In 2000, the Sherman brothers wrote the score for Disney's blockbuster film The Tigger Movie, their first major motion picture for Disney in more than 28 years.

In 2002, the stage musical Chitty Chitty Bang Bang became the most successful stage show produced at the London Palladium. In 2005, it premiered on Broadway at the Foxwoods Theatre (then the Hilton Theatre). The Sherman brothers wrote an additional six songs for the new stage productions.

In 2002, Sherman moved from Beverly Hills to London, England, where he continued to write and paint. In 2003, four Sherman brothers' musicals ranked in the "Top 10 Favorite Children's Films of All Time" in a British poll reported by the BBC. The Jungle Book (1967) ranked at No. 7, Mary Poppins (1964) ranked at No. 8, The Aristocats (1970) ranked at No. 9 and Chitty Chitty Bang Bang (1968) ranked at No. 1.

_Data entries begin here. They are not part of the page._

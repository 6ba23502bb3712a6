//! Console formatting of results.
//!
//! Every function returns the lines to print; nothing here performs I/O.

use crate::download::{DownloadReport, FileStatus};
use crate::locator::ResourceRef;
use crate::models::{format_size, ExternalStorageRef, FileDescriptor, ReportRecord, SessionsSummary};
use crate::reports::DeleteOutcome;

/// Separator printed between a heading and its block.
pub const SEPARATOR: &str = "--------------------------------------------------";

fn or_dash(value: &Option<String>) -> &str {
    value.as_deref().unwrap_or("-")
}

/// A count line followed by one line per report.
pub fn report_list(reports: &[ReportRecord]) -> Vec<String> {
    let mut lines = vec![format!("Total Unsampled Reports: {}", reports.len())];
    if reports.is_empty() {
        lines.push("No reports found".to_string());
    } else {
        lines.extend(reports.iter().map(ToString::to_string));
    }
    lines
}

/// Detail block of one report.
pub fn report_detail(report: &ReportRecord) -> Vec<String> {
    let mut lines = vec![
        format!(">> Report Id             => {}", report.id),
        format!(">> Report Title          => {}", or_dash(&report.title)),
        format!(">> Report Status         => {}", or_dash(&report.status)),
        format!(">> Report Download Type  => {}", or_dash(&report.download_type)),
    ];

    match report.external_storage() {
        Some(ExternalStorageRef::Drive { document_id }) => {
            lines.push(format!(">> Drive Document Id     => {}", document_id));
        }
        Some(ExternalStorageRef::CloudStorage {
            bucket_id,
            object_id,
        }) => {
            lines.push(format!(
                ">> Cloud Storage Object  => gs://{}/{}",
                bucket_id, object_id
            ));
        }
        None => {}
    }

    lines
}

pub fn report_missing() -> Vec<String> {
    vec!["No reports found".to_string()]
}

pub fn delete_outcome(outcome: DeleteOutcome) -> Vec<String> {
    match outcome {
        DeleteOutcome::Deleted => vec!["Unsampled Report has been deleted.".to_string()],
        DeleteOutcome::Declined => vec!["Unsampled Report was not deleted.".to_string()],
    }
}

pub fn resource(target: &ResourceRef) -> Vec<String> {
    vec![
        format!("Account Id      => {}", target.account_id()),
        format!("Property Id     => {}", target.web_property_id()),
        format!("View Id         => {}", target.profile_id()),
    ]
}

pub fn sessions(summary: &SessionsSummary) -> Vec<String> {
    match summary.rows.first().and_then(|row| row.first()) {
        Some(total) => vec![
            format!("View (Profile): {}", summary.profile_name),
            format!("Total Sessions: {}", total),
        ],
        None => vec![
            format!("View (Profile): {}", summary.profile_name),
            "No results found".to_string(),
        ],
    }
}

pub fn file_list(files: &[FileDescriptor]) -> Vec<String> {
    if files.is_empty() {
        return vec!["No files found.".to_string()];
    }

    let mut lines = vec![
        format!("{:<44} {:>10} {:<40} {}", "ID", "SIZE", "TYPE", "NAME"),
        "-".repeat(110),
    ];
    lines.extend(files.iter().map(ToString::to_string));
    lines
}

/// One line per file and a totals line.
pub fn download_summary(report: &DownloadReport) -> Vec<String> {
    let mut lines: Vec<String> = report
        .outcomes
        .iter()
        .map(|outcome| match &outcome.status {
            FileStatus::Downloaded { path, bytes } => format!(
                "OK      {} ({}) -> {}",
                outcome.file.name,
                format_size(*bytes),
                path.display()
            ),
            FileStatus::Skipped => format!("SKIPPED {} ({})", outcome.file.name, outcome.file.mime_type),
            FileStatus::Failed(e) => format!("FAILED  {}: {}", outcome.file.name, e),
        })
        .collect();

    lines.push(format!(
        "Downloaded: {}, skipped: {}, failed: {}",
        report.downloaded().count(),
        report.skipped().count(),
        report.failed().count()
    ));
    lines
}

A Disney and Cameron Mackintosh production of Mary Poppins: The Stage Musical that premiered at the Prince Edward Theatre in December 2004 featured the Sherman brothers' classic songs.

In June 2005, Sherman was inducted into the Songwriters Hall of Fame with his brother, Richard. Also in June 2005, a tribute was paid to Sherman at the Théâtre de Vevey in Vevey, Switzerland by the Ballet Romand.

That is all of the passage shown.